STATE OF NEW YORK EX REL. KEVIN GRUPP AND ROBERT MOLL, APPELLANTS,
v.
DHL EXPRESS (USA), INC., ET AL., RESPONDENTS.



The opinion of the court was delivered by: Jones, J.:

This opinion is uncorrected and subject to revision before publication in the New York Reports.

In this qui tam action, this Court is asked to consider whether plaintiffs' claims on behalf of the State of New York, pursuant to the New York False Claims Act (FCA [State Finance Law §§ 187 et seq.]), are federally preempted by the AirlineDeregulation Act of 1978 ([ADA] 49 USC § 41713 [b][1]) and the Federal Aviation Administration Authorization Act ([FAAAA] 49 USC § 14501 [c][1]). We hold they are and that the market participant doctrine is inapplicable.

Pursuant to a contract with the State of New York*fn1 ,

defendant DHL Express (USA), Inc. (DHL) agreed to provide various courier services via air and ground transportation, including "Overnight Air Express," "Next Afternoon Service," "Second Day Service," and "Ground Delivery Service." Plaintiffs Kevin Grupp and Robert Moll own a trucking company and served as an independent contractor to DHL, providing ground shipping services to defendant within the state.

Plaintiffs, as relators, commenced an action on behalf of the State pursuant to the FCA, alleging violations of State Finance Law §§ 189 (1)(a), (1)(b) and (1)(c)*fn2 and seeking treble damages, penalties and costs.*fn3 They assert that from 2003 through 2008, DHL engaged in a persistent practice of misrepresentation, claiming that packages were delivered by air, when in fact, they were shipped via ground transportation. By doing so, the complaint alleges, DHL would impose a jet fuel surcharge even though "[a] substantial percentage of DHL Next Day and 2nd Day deliveries paid for by the State did not travel by air at all."*fn4 It is further alleged that DHL billed the State a diesel fuel surcharge even when independent contractors, such as plaintiffs, "incurred the majority of fuel costs associated with DHL's ground transportation service."

DHL moved to dismiss the complaint, arguing, in relevant part, that plaintiffs' action was preempted by the ADA and FAAAA. Supreme Court denied the motion, concluding that the market participant exception to federal preemption applied. Relying primarily on Cardinal Towing & Auto Repair, Inc. v City of Bedford, Tex. (180 F3d 686 [5th Cir 1999]), the court reasoned that the instant action pertained to the State's proprietary, and not regulatory, capacity.

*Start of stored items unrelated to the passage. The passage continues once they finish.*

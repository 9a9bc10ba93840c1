//! Command-line interface for region-loader.
//!
//! This module implements the CLI using clap. Available commands:
//!
//! - **load**: Load coordinate systems and sequence regions from a FASTA or
//!   AGP file into a store
//! - **search**: Run a similarity-search job for a stored region against a
//!   configured database
//! - **inspect**: List coordinate systems and regions in a store
//!
//! ## Usage
//!
//! ```text
//! # Load contigs with raw sequence
//! region-loader load --fasta contigs.fa --store regions.json \
//!     --name contig --rank 2 --sequence-level
//!
//! # Load an assembly tiling path
//! region-loader load --agp golden_path.agp --store regions.json \
//!     --name chromosome --version GRCh38 --rank 1 --default
//!
//! # Inspect what was loaded
//! region-loader inspect --store regions.json --format json
//! ```

use clap::{Parser, Subcommand};

pub mod inspect;
pub mod load;
pub mod search;

#[derive(Parser)]
#[command(name = "region-loader")]
#[command(version)]
#[command(about = "Load coordinate systems and sequence regions from FASTA/AGP files")]
#[command(
    long_about = "region-loader turns a FASTA file or an AGP golden-path file into named,\nranked, versioned coordinate systems and sequence regions in an annotation\nstore.\n\nFASTA records become one region each, optionally with raw sequence; AGP rows\nare folded into one region per object spanning its maximum tiling end."
)]
pub struct Cli {
    #[command(subcommand)]
    pub command: Commands,

    /// Enable verbose output
    #[arg(short, long, global = true)]
    pub verbose: bool,

    /// Output format
    #[arg(short, long, global = true, default_value = "text")]
    pub format: OutputFormat,
}

#[derive(Subcommand)]
pub enum Commands {
    /// Load a FASTA or AGP file into a store
    Load(load::LoadArgs),

    /// Run a similarity search for a stored region
    Search(search::SearchArgs),

    /// List coordinate systems and regions in a store
    Inspect(inspect::InspectArgs),
}

#[derive(Clone, Copy, Debug, clap::ValueEnum)]
pub enum OutputFormat {
    Text,
    Json,
}
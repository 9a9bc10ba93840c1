use serde::{Deserialize, Serialize};
use thiserror::Error;
use tracing::info;

use crate::search::config::{DatabaseParams, SearchConfig};
use crate::store::StoreError;

#[derive(Error, Debug)]
pub enum SearchError {
    #[error("no stored sequence for region '{0}'")]
    UnknownRegion(String),

    #[error("aligner failed: {0}")]
    Aligner(String),

    #[error(transparent)]
    Store(#[from] StoreError),

    #[error("IO error: {0}")]
    Io(#[from] std::io::Error),
}

/// One similarity-search hit against a target database.
#[derive(Debug, Clone, PartialEq, Serialize, Deserialize)]
pub struct Hit {
    pub query_name: String,
    pub target_name: String,
    pub query_start: u64,
    pub query_end: u64,
    pub target_start: u64,
    pub target_end: u64,
    pub strand: i8,
    pub score: f64,
    pub identity: f64,
}

/// Supplies query sequence for a search job.
pub trait SequenceFetcher {
    /// Fetch the raw sequence for a region by name.
    ///
    /// # Errors
    ///
    /// Returns `SearchError::UnknownRegion` if no sequence is stored under
    /// this name.
    fn fetch(&self, region_name: &str) -> Result<Vec<u8>, SearchError>;
}

impl<T: SequenceFetcher> SequenceFetcher for &T {
    fn fetch(&self, region_name: &str) -> Result<Vec<u8>, SearchError> {
        (**self).fetch(region_name)
    }
}

/// The external similarity-search runner.
pub trait Aligner {
    /// Align a query sequence against a named database.
    ///
    /// # Errors
    ///
    /// Returns `SearchError::Aligner` if the external runner fails.
    fn align(
        &mut self,
        query: &[u8],
        database: &str,
        params: &DatabaseParams,
    ) -> Result<Vec<Hit>, SearchError>;
}

/// Persistence of search hits.
pub trait HitStore {
    /// Store one hit.
    ///
    /// # Errors
    ///
    /// Returns `StoreError` on persistence failure; never retried.
    fn store_hit(&mut self, hit: Hit) -> Result<(), StoreError>;
}

/// Capability interface for anything the pipeline can execute.
pub trait Runnable {
    /// Execute to completion or fail outright.
    ///
    /// # Errors
    ///
    /// Returns `SearchError` from the fetch or align step.
    fn run(&mut self) -> Result<(), SearchError>;

    /// The hits produced by the last run.
    fn output(&self) -> &[Hit];
}

/// One similarity-search job: fetch the query region's sequence, align it
/// against a target database with that database's configured parameters,
/// keep the hits for later persistence.
pub struct SearchJob<'a, F, A> {
    query_name: String,
    database: String,
    config: &'a SearchConfig,
    fetcher: F,
    aligner: A,
    hits: Vec<Hit>,
}

impl<'a, F: SequenceFetcher, A: Aligner> SearchJob<'a, F, A> {
    pub fn new(
        query_name: impl Into<String>,
        database: impl Into<String>,
        config: &'a SearchConfig,
        fetcher: F,
        aligner: A,
    ) -> Self {
        Self {
            query_name: query_name.into(),
            database: database.into(),
            config,
            fetcher,
            aligner,
            hits: Vec::new(),
        }
    }

    /// Store every hit from the last run.
    ///
    /// # Errors
    ///
    /// Returns the first `StoreError`; persistence is not retried.
    pub fn persist<S: HitStore>(&self, store: &mut S) -> Result<(), SearchError> {
        for hit in &self.hits {
            store.store_hit(hit.clone())?;
        }
        Ok(())
    }
}

impl<F: SequenceFetcher, A: Aligner> Runnable for SearchJob<'_, F, A> {
    fn run(&mut self) -> Result<(), SearchError> {
        let query = self.fetcher.fetch(&self.query_name)?;
        let params = self.config.params_for(&self.database);

        self.hits = self.aligner.align(&query, &self.database, &params)?;
        info!(
            "search of '{}' against '{}' produced {} hits",
            self.query_name,
            self.database,
            self.hits.len()
        );
        Ok(())
    }

    fn output(&self) -> &[Hit] {
        &self.hits
    }
}

#[cfg(test)]
mod tests {
    use super::*;
    use std::collections::HashMap;

    struct MapFetcher(HashMap<String, Vec<u8>>);

    impl SequenceFetcher for MapFetcher {
        fn fetch(&self, region_name: &str) -> Result<Vec<u8>, SearchError> {
            self.0
                .get(region_name)
                .cloned()
                .ok_or_else(|| SearchError::UnknownRegion(region_name.to_string()))
        }
    }

    /// Records what it was asked to do and returns one canned hit.
    struct RecordingAligner {
        seen_params: Option<DatabaseParams>,
        seen_query: Vec<u8>,
    }

    impl Aligner for RecordingAligner {
        fn align(
            &mut self,
            query: &[u8],
            database: &str,
            params: &DatabaseParams,
        ) -> Result<Vec<Hit>, SearchError> {
            self.seen_params = Some(*params);
            self.seen_query = query.to_vec();
            Ok(vec![Hit {
                query_name: "q".to_string(),
                target_name: format!("{database}_target"),
                query_start: 1,
                query_end: 4,
                target_start: 10,
                target_end: 13,
                strand: 1,
                score: 42.0,
                identity: 1.0,
            }])
        }
    }

    #[derive(Default)]
    struct VecHitStore(Vec<Hit>);

    impl HitStore for VecHitStore {
        fn store_hit(&mut self, hit: Hit) -> Result<(), StoreError> {
            self.0.push(hit);
            Ok(())
        }
    }

    fn test_config() -> SearchConfig {
        serde_json::from_str(r#"{"databases": {"embl_vertrna": {"ungapped": true}}}"#).unwrap()
    }

    #[test]
    fn test_run_fetches_and_aligns_with_database_params() {
        let config = test_config();
        let fetcher = MapFetcher(HashMap::from([("contig1".to_string(), b"ACGT".to_vec())]));
        let aligner = RecordingAligner {
            seen_params: None,
            seen_query: Vec::new(),
        };

        let mut job = SearchJob::new("contig1", "embl_vertrna", &config, fetcher, aligner);
        job.run().unwrap();

        assert_eq!(job.output().len(), 1);
        assert_eq!(job.aligner.seen_query, b"ACGT");
        assert!(job.aligner.seen_params.unwrap().ungapped);
    }

    #[test]
    fn test_run_fails_for_unknown_region() {
        let config = test_config();
        let fetcher = MapFetcher(HashMap::new());
        let aligner = RecordingAligner {
            seen_params: None,
            seen_query: Vec::new(),
        };

        let mut job = SearchJob::new("missing", "embl_vertrna", &config, fetcher, aligner);
        assert!(matches!(
            job.run().unwrap_err(),
            SearchError::UnknownRegion(_)
        ));
        assert!(job.output().is_empty());
    }

    #[test]
    fn test_persist_stores_every_hit() {
        let config = test_config();
        let fetcher = MapFetcher(HashMap::from([("contig1".to_string(), b"ACGT".to_vec())]));
        let aligner = RecordingAligner {
            seen_params: None,
            seen_query: Vec::new(),
        };

        let mut job = SearchJob::new("contig1", "embl_vertrna", &config, fetcher, aligner);
        job.run().unwrap();

        let mut hit_store = VecHitStore::default();
        job.persist(&mut hit_store).unwrap();
        assert_eq!(hit_store.0.len(), 1);
        assert_eq!(hit_store.0[0].target_name, "embl_vertrna_target");
    }
}
use std::io::BufRead;

use noodles::fasta;
use tracing::{info, warn};

use crate::core::coord::CoordSystem;
use crate::core::region::SeqRegion;
use crate::core::resolver::NameResolver;
use crate::loader::LoadError;
use crate::store::RegionStore;

/// Load FASTA records as sequence regions, one region per record, in file
/// order.
///
/// Each record becomes a whole-sequence span (start 1, end = sequence
/// length, forward strand) named by the resolver. With `store_sequence` the
/// raw sequence is persisted alongside the region and scanned for bases
/// outside A/C/G/T/N; a record containing any such base is counted once and
/// logged, but still stored — the caller decides after the whole file
/// whether a nonzero count fails the run.
///
/// Returns the number of records flagged ambiguous.
///
/// # Errors
///
/// Returns `LoadError` on unreadable input, a name the resolver rejects, or
/// a store failure. These abort the load immediately.
pub fn load_fasta<R: BufRead, S: RegionStore>(
    reader: &mut fasta::io::Reader<R>,
    coord_system: &CoordSystem,
    store_sequence: bool,
    resolver: &NameResolver<'_>,
    store: &mut S,
) -> Result<usize, LoadError> {
    let mut ambiguous = 0;
    let mut stored = 0;

    for result in reader.records() {
        let record =
            result.map_err(|e| LoadError::Fasta(format!("failed to parse FASTA record: {e}")))?;

        let raw_id = String::from_utf8_lossy(record.name()).to_string();
        let name = resolver.resolve(&raw_id)?;

        let sequence = record.sequence();
        let region = SeqRegion::whole_span(&name, sequence.len() as u64, coord_system);

        if store_sequence {
            if has_ambiguous_base(sequence.as_ref()) {
                ambiguous += 1;
                warn!("sequence for region '{name}' contains bases outside A/C/G/T/N");
            }
            // Flagged, not rejected: the region and sequence are stored anyway
            store.store_region_with_sequence(region, sequence.as_ref())?;
        } else {
            store.store_region(region)?;
        }
        stored += 1;
    }

    info!("stored {stored} regions in coordinate system {coord_system}");
    Ok(ambiguous)
}

/// True if the sequence contains any base outside A/C/G/T/N,
/// case-insensitive.
fn has_ambiguous_base(sequence: &[u8]) -> bool {
    sequence
        .iter()
        .any(|b| !matches!(b.to_ascii_uppercase(), b'A' | b'C' | b'G' | b'T' | b'N'))
}
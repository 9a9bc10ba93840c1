//! Core data types for coordinate-system and sequence-region loading.
//!
//! This module provides the fundamental types used throughout the library:
//!
//! - [`CoordSystem`]: A named, ranked, versioned coordinate system
//! - [`SeqRegion`]: A sequence region (slice) within a coordinate system
//! - [`NameMap`]: Accession-to-display-name lookup table
//! - [`NameResolver`]: Raw id to canonical region name resolution
//!
//! ## Region construction
//!
//! Both loaders build whole-sequence spans: start is always 1, end equals the
//! sequence length (FASTA) or the maximum tiling end (AGP), and the strand is
//! forward. The store rejects anything that violates end >= start >= 1.
//!
//! [`CoordSystem`]: coord::CoordSystem
//! [`SeqRegion`]: region::SeqRegion
//! [`NameMap`]: name_map::NameMap
//! [`NameResolver`]: resolver::NameResolver

pub mod coord;
pub mod name_map;
pub mod region;
pub mod resolver;
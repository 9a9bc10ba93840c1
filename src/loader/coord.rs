use tracing::{debug, info, warn};

use crate::core::coord::CoordSystem;
use crate::store::{CoordSystemStore, StoreError};

/// Find the coordinate system with this (name, version), creating it with
/// the supplied attributes if it does not exist yet.
///
/// Idempotent: a second call with the same key returns the stored system and
/// creates nothing. When the stored system's attributes differ from the
/// request, the stored ones win and a warning is logged.
///
/// # Errors
///
/// Returns `StoreError` if the lookup fails or the new system cannot be
/// persisted (e.g. its rank is already taken).
pub fn resolve_or_create<S: CoordSystemStore>(
    store: &mut S,
    name: &str,
    version: Option<&str>,
    rank: u32,
    default: bool,
    sequence_level: bool,
) -> Result<CoordSystem, StoreError> {
    if let Some(existing) = store.find_by_name_and_version(name, version)? {
        debug!("reusing coordinate system {existing}");
        if existing.rank != rank || existing.default != default || existing.sequence_level != sequence_level
        {
            warn!(
                "coordinate system {existing} already stored with rank={}, default={}, \
                 sequence_level={}; stored attributes win",
                existing.rank, existing.default, existing.sequence_level
            );
        }
        return Ok(existing);
    }

    let coord_system = CoordSystem::new(name, version.map(String::from), rank)
        .with_default(default)
        .with_sequence_level(sequence_level);
    info!("creating coordinate system {coord_system} (rank {rank})");

    store.store_coord_system(coord_system)
}

#[cfg(test)]
mod tests {
    use super::*;
    use crate::store::json::JsonStore;

    #[test]
    fn test_creates_when_absent() {
        let mut store = JsonStore::new();
        let cs = resolve_or_create(&mut store, "chromosome", Some("GRCh38"), 1, true, false)
            .unwrap();
        assert_eq!(cs.name, "chromosome");
        assert_eq!(cs.version.as_deref(), Some("GRCh38"));
        assert_eq!(cs.rank, 1);
        assert!(cs.default);
        assert!(!cs.sequence_level);
    }

    #[test]
    fn test_idempotent_across_calls() {
        let mut store = JsonStore::new();
        let first =
            resolve_or_create(&mut store, "chromosome", Some("GRCh38"), 1, true, false).unwrap();
        let second =
            resolve_or_create(&mut store, "chromosome", Some("GRCh38"), 1, true, false).unwrap();

        assert_eq!(first, second);
        assert_eq!(store.coord_systems().len(), 1);
    }

    #[test]
    fn test_reuse_keeps_stored_attributes() {
        let mut store = JsonStore::new();
        resolve_or_create(&mut store, "contig", None, 2, false, true).unwrap();

        // Conflicting attributes on reuse: stored ones win
        let reused = resolve_or_create(&mut store, "contig", None, 5, true, false).unwrap();
        assert_eq!(reused.rank, 2);
        assert!(reused.sequence_level);
        assert_eq!(store.coord_systems().len(), 1);
    }

    #[test]
    fn test_rank_conflict_propagates() {
        let mut store = JsonStore::new();
        resolve_or_create(&mut store, "chromosome", Some("GRCh38"), 1, true, false).unwrap();

        let err = resolve_or_create(&mut store, "scaffold", None, 1, false, false).unwrap_err();
        assert!(matches!(err, StoreError::RankConflict { rank: 1, .. }));
    }
}
use std::collections::HashMap;
use std::path::Path;

use tracing::warn;

/// Accession-to-display-name lookup table, loaded once before a load run.
///
/// File format: plain text, one mapping per line, whitespace-separated into
/// at least two fields. The second field is the accession key and the first
/// is the display name — the column order is inverted relative to the usual
/// key/value layout and is preserved here exactly. Lines with fewer than two
/// fields are skipped with a warning.
#[derive(Debug, Clone, Default)]
pub struct NameMap {
    names: HashMap<String, String>,
}

impl NameMap {
    /// Load a name map from a file.
    ///
    /// # Errors
    ///
    /// Returns `std::io::Error` if the file cannot be read.
    pub fn from_file(path: &Path) -> std::io::Result<Self> {
        let content = std::fs::read_to_string(path)?;
        Ok(Self::from_text(&content))
    }

    /// Parse a name map from text.
    #[must_use]
    pub fn from_text(text: &str) -> Self {
        let mut names = HashMap::new();

        for (i, line) in text.lines().enumerate() {
            let line = line.trim();
            if line.is_empty() {
                continue;
            }

            let fields: Vec<&str> = line.split_whitespace().collect();
            if fields.len() < 2 {
                warn!("name map line {} has fewer than 2 fields, skipped", i + 1);
                continue;
            }

            // field[1] is the accession, field[0] the display name
            names.insert(fields[1].to_string(), fields[0].to_string());
        }

        Self { names }
    }

    /// Look up the display name for an accession.
    #[must_use]
    pub fn get(&self, accession: &str) -> Option<&str> {
        self.names.get(accession).map(String::as_str)
    }

    #[must_use]
    pub fn len(&self) -> usize {
        self.names.len()
    }

    #[must_use]
    pub fn is_empty(&self) -> bool {
        self.names.is_empty()
    }
}

#[cfg(test)]
mod tests {
    use super::*;

    #[test]
    fn test_column_order_is_inverted() {
        let map = NameMap::from_text("clone7 AL627309.15\n");
        assert_eq!(map.get("AL627309.15"), Some("clone7"));
        assert_eq!(map.get("clone7"), None);
    }

    #[test]
    fn test_short_lines_skipped() {
        let map = NameMap::from_text("clone7 AL627309.15\nlonely\n\nclone8 AL627310.3\n");
        assert_eq!(map.len(), 2);
        assert_eq!(map.get("AL627310.3"), Some("clone8"));
    }

    #[test]
    fn test_extra_fields_ignored() {
        let map = NameMap::from_text("clone7 AL627309.15 extra trailing fields\n");
        assert_eq!(map.get("AL627309.15"), Some("clone7"));
    }

    #[test]
    fn test_tab_separated() {
        let map = NameMap::from_text("clone7\tAL627309.15\n");
        assert_eq!(map.get("AL627309.15"), Some("clone7"));
    }
}
//! FASTA input handling using noodles.
//!
//! Supports both uncompressed and gzip/bgzip compressed files.
//!
//! Supported extensions:
//! - `.fa`, `.fasta`, `.fna` (uncompressed)
//! - `.fa.gz`, `.fasta.gz`, `.fna.gz` (gzip compressed)
//! - `.fa.bgz`, `.fasta.bgz`, `.fna.bgz` (bgzip compressed)

use std::ffi::OsStr;
use std::io::{BufRead, BufReader};
use std::path::Path;

use flate2::read::GzDecoder;
use noodles::fasta;

/// Check if the path has a FASTA extension
pub fn is_fasta_file(path: &Path) -> bool {
    let path_str = path.to_string_lossy().to_lowercase();

    // Check for gzipped FASTA
    if path_str.ends_with(".fa.gz")
        || path_str.ends_with(".fasta.gz")
        || path_str.ends_with(".fna.gz")
        || path_str.ends_with(".fa.bgz")
        || path_str.ends_with(".fasta.bgz")
        || path_str.ends_with(".fna.bgz")
    {
        return true;
    }

    // Check for uncompressed FASTA
    matches!(
        path.extension()
            .and_then(OsStr::to_str)
            .map(str::to_lowercase)
            .as_deref(),
        Some("fa" | "fasta" | "fna")
    )
}

/// Check if the path is a gzipped file
#[allow(clippy::case_sensitive_file_extension_comparisons)] // Already lowercased
fn is_gzipped(path: &Path) -> bool {
    let path_str = path.to_string_lossy().to_lowercase();
    path_str.ends_with(".gz") || path_str.ends_with(".bgz")
}

/// Open a FASTA file as a record reader, transparently decompressing
/// gzip/bgzip input.
///
/// # Errors
///
/// Returns `std::io::Error` if the file cannot be opened.
pub fn open_fasta(path: &Path) -> std::io::Result<fasta::io::Reader<Box<dyn BufRead>>> {
    let file = std::fs::File::open(path)?;

    let reader: Box<dyn BufRead> = if is_gzipped(path) {
        Box::new(BufReader::new(GzDecoder::new(file)))
    } else {
        Box::new(BufReader::new(file))
    };

    Ok(fasta::io::Reader::new(reader))
}

#[cfg(test)]
mod tests {
    use super::*;
    use std::io::Write;
    use tempfile::NamedTempFile;

    #[test]
    fn test_is_fasta_file() {
        assert!(is_fasta_file(Path::new("test.fa")));
        assert!(is_fasta_file(Path::new("test.fasta")));
        assert!(is_fasta_file(Path::new("test.fna")));
        assert!(is_fasta_file(Path::new("test.fa.gz")));
        assert!(is_fasta_file(Path::new("test.fasta.bgz")));
        assert!(is_fasta_file(Path::new("/path/to/Assembly.FA")));

        assert!(!is_fasta_file(Path::new("test.agp")));
        assert!(!is_fasta_file(Path::new("test.fai")));
        assert!(!is_fasta_file(Path::new("test.txt")));
    }

    #[test]
    fn test_open_plain_fasta() {
        let mut temp = NamedTempFile::with_suffix(".fa").unwrap();
        temp.write_all(b">chr1 test\nACGTACGT\nACGT\n>chr2\nGGGG\n")
            .unwrap();
        temp.flush().unwrap();

        let mut reader = open_fasta(temp.path()).unwrap();
        let records: Vec<_> = reader.records().collect::<Result<_, _>>().unwrap();
        assert_eq!(records.len(), 2);
        assert_eq!(records[0].sequence().len(), 12); // 8 + 4 bases
        assert_eq!(records[1].sequence().len(), 4);
    }

    #[test]
    fn test_open_gzipped_fasta() {
        use flate2::write::GzEncoder;
        use flate2::Compression;

        let mut encoder = GzEncoder::new(Vec::new(), Compression::default());
        encoder.write_all(b">chr1\nACGT\n").unwrap();
        let compressed = encoder.finish().unwrap();

        let mut temp = NamedTempFile::with_suffix(".fa.gz").unwrap();
        temp.write_all(&compressed).unwrap();
        temp.flush().unwrap();

        let mut reader = open_fasta(temp.path()).unwrap();
        let records: Vec<_> = reader.records().collect::<Result<_, _>>().unwrap();
        assert_eq!(records.len(), 1);
        assert_eq!(records[0].sequence().len(), 4);
    }
}
//! Parser for AGP (A Golden Path) tiling files.
//!
//! AGP lines are whitespace/tab-delimited with at least these leading
//! columns: object name, object start, object end, part number, component
//! type. Only the object name and object end are consumed by the loader; the
//! component-specific trailing columns are not inspected. Gap rows count
//! toward an object's extent the same way component rows do.

/// One consumed AGP row: the object name and its end coordinate.
#[derive(Debug, Clone, PartialEq, Eq)]
pub struct AgpRow {
    pub object_name: String,
    pub object_end: u64,
}

/// Outcome of parsing a single AGP line.
#[derive(Debug, Clone, PartialEq, Eq)]
pub enum AgpLine {
    /// Comment (`#`-prefixed) or blank line, ignored
    Skip,
    /// A well-formed row
    Row(AgpRow),
    /// A row that cannot be used; the loader skips it with a warning
    Malformed(String),
}

/// Parse one AGP line.
///
/// Rows with fewer than three fields, or with a non-numeric or zero object
/// end, are reported as [`AgpLine::Malformed`] so the caller can warn and
/// continue without disturbing the extent computation for other rows.
#[must_use]
pub fn parse_line(line: &str) -> AgpLine {
    let line = line.trim();
    if line.is_empty() || line.starts_with('#') {
        return AgpLine::Skip;
    }

    let fields: Vec<&str> = line.split_whitespace().collect();
    if fields.len() < 3 {
        return AgpLine::Malformed(format!("expected at least 3 fields, found {}", fields.len()));
    }

    let object_end: u64 = match fields[2].parse() {
        Ok(end) => end,
        Err(_) => {
            return AgpLine::Malformed(format!("invalid object end '{}'", fields[2]));
        }
    };
    if object_end == 0 {
        return AgpLine::Malformed("object end must be >= 1".to_string());
    }

    AgpLine::Row(AgpRow {
        object_name: fields[0].to_string(),
        object_end,
    })
}

#[cfg(test)]
mod tests {
    use super::*;

    #[test]
    fn test_parse_component_row() {
        let line = "scaffold1\t1\t615\t1\tW\tAL627309.15\t1\t615\t+";
        match parse_line(line) {
            AgpLine::Row(row) => {
                assert_eq!(row.object_name, "scaffold1");
                assert_eq!(row.object_end, 615);
            }
            other => panic!("expected row, got {other:?}"),
        }
    }

    #[test]
    fn test_parse_gap_row() {
        // Gap rows still contribute to the object extent
        let line = "scaffold1\t616\t715\t2\tN\t100\tscaffold\tyes\tpaired-ends";
        match parse_line(line) {
            AgpLine::Row(row) => assert_eq!(row.object_end, 715),
            other => panic!("expected row, got {other:?}"),
        }
    }

    #[test]
    fn test_space_delimited_row() {
        let line = "chr5 1 2000 1 W AC000001.1 1 2000 +";
        match parse_line(line) {
            AgpLine::Row(row) => {
                assert_eq!(row.object_name, "chr5");
                assert_eq!(row.object_end, 2000);
            }
            other => panic!("expected row, got {other:?}"),
        }
    }

    #[test]
    fn test_comment_and_blank_skipped() {
        assert_eq!(parse_line("# AGP comment"), AgpLine::Skip);
        assert_eq!(parse_line(""), AgpLine::Skip);
        assert_eq!(parse_line("   "), AgpLine::Skip);
    }

    #[test]
    fn test_too_few_fields_is_malformed() {
        assert!(matches!(parse_line("scaffold1\t1"), AgpLine::Malformed(_)));
    }

    #[test]
    fn test_non_numeric_end_is_malformed() {
        assert!(matches!(
            parse_line("scaffold1\t1\tx615\t1\tW"),
            AgpLine::Malformed(_)
        ));
    }

    #[test]
    fn test_zero_end_is_malformed() {
        assert!(matches!(
            parse_line("scaffold1\t0\t0\t1\tW"),
            AgpLine::Malformed(_)
        ));
    }
}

It remarked that:

"The overcharging of the State for goods and services provided by private companies is the prime ill that the [FCA] seeks to address --which is, for the State, a specific proprietary problem. But because the State is such a major consumer of goods and services, the [FCA] permits relators such as plaintiffs to bring to its attention and, taking the risk of non-recovery, prosecute the State's claims against providers of false statements" (28 Misc3d 973, 984 [Sup Ct, Erie County 2010]).

The Appellate Division unanimously reversed, granting the motion and dismissing the complaint (83 AD3d 1450 [4th Dept 2011]). The court rejected the market participant doctrine, concluding that "the broad scope of the FCA demonstrates that its primary goal is to regulate the actions of those who engage in business with the State, and thus the statute enforces a general policy" (id. at 891).

This Court granted plaintiffs leave to appeal (17 NY3d 705 [2011]), and we now affirm.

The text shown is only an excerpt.